[Provided information — start]

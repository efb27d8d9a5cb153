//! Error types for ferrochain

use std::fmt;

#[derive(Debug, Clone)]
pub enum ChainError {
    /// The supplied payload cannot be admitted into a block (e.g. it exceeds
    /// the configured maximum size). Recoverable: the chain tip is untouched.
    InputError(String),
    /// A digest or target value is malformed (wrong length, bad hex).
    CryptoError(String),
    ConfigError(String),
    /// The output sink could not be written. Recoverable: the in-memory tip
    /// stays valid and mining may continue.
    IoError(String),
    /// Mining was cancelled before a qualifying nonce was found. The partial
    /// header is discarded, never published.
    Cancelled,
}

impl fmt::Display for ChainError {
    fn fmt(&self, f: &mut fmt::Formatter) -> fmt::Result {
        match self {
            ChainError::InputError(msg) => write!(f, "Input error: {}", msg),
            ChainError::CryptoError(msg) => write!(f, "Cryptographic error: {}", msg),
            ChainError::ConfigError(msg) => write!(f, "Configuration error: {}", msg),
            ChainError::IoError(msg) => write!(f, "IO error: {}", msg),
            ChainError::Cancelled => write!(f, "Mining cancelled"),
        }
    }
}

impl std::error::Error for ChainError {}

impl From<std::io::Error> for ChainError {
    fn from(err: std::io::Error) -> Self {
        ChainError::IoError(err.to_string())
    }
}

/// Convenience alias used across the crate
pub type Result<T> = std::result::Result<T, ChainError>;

[Provided information — finish]

* **Task requirements**: The whole of the data above must be given again, unaltered and complete.

* **Output**:
repository efb27d8d9a5cb153
//! Error types for ferrochain

use std::fmt;

#[derive(Debug, Clone)]
pub enum ChainError {
    /// The supplied payload cannot be admitted into a block (e.g. it exceeds
    /// the configured maximum size). Recoverable: the chain tip is untouched.
    InputError(String),
    /// A digest or target value is malformed (wrong length, bad hex).
    CryptoError(String),
    ConfigError(String),
    /// The output sink could not be written. Recoverable: the in-memory tip
    /// stays valid and mining may continue.
    IoError(String),
    /// Mining was cancelled before a qualifying nonce was found. The partial
    /// header is discarded, never published.
    Cancelled,
}

impl fmt::Display for ChainError {
    fn fmt(&self, f: &mut fmt::Formatter) -> fmt::Result {
        match self {
            ChainError::InputError(msg) => write!(f, "Input error: {}", msg),
            ChainError::CryptoError(msg) => write!(f, "Cryptographic error: {}", msg),
            ChainError::ConfigError(msg) => write!(f, "Configuration error: {}", msg),
            ChainError::IoError(msg) => write!(f, "IO error: {}", msg),
            ChainError::Cancelled => write!(f, "Mining cancelled"),
        }
    }
}

impl std::error::Error for ChainError {}

impl From<std::io::Error> for ChainError {
    fn from(err: std::io::Error) -> Self {
        ChainError::IoError(err.to_string())
    }
}

/// Convenience alias used across the crate
pub type Result<T> = std::result::Result<T, ChainError>;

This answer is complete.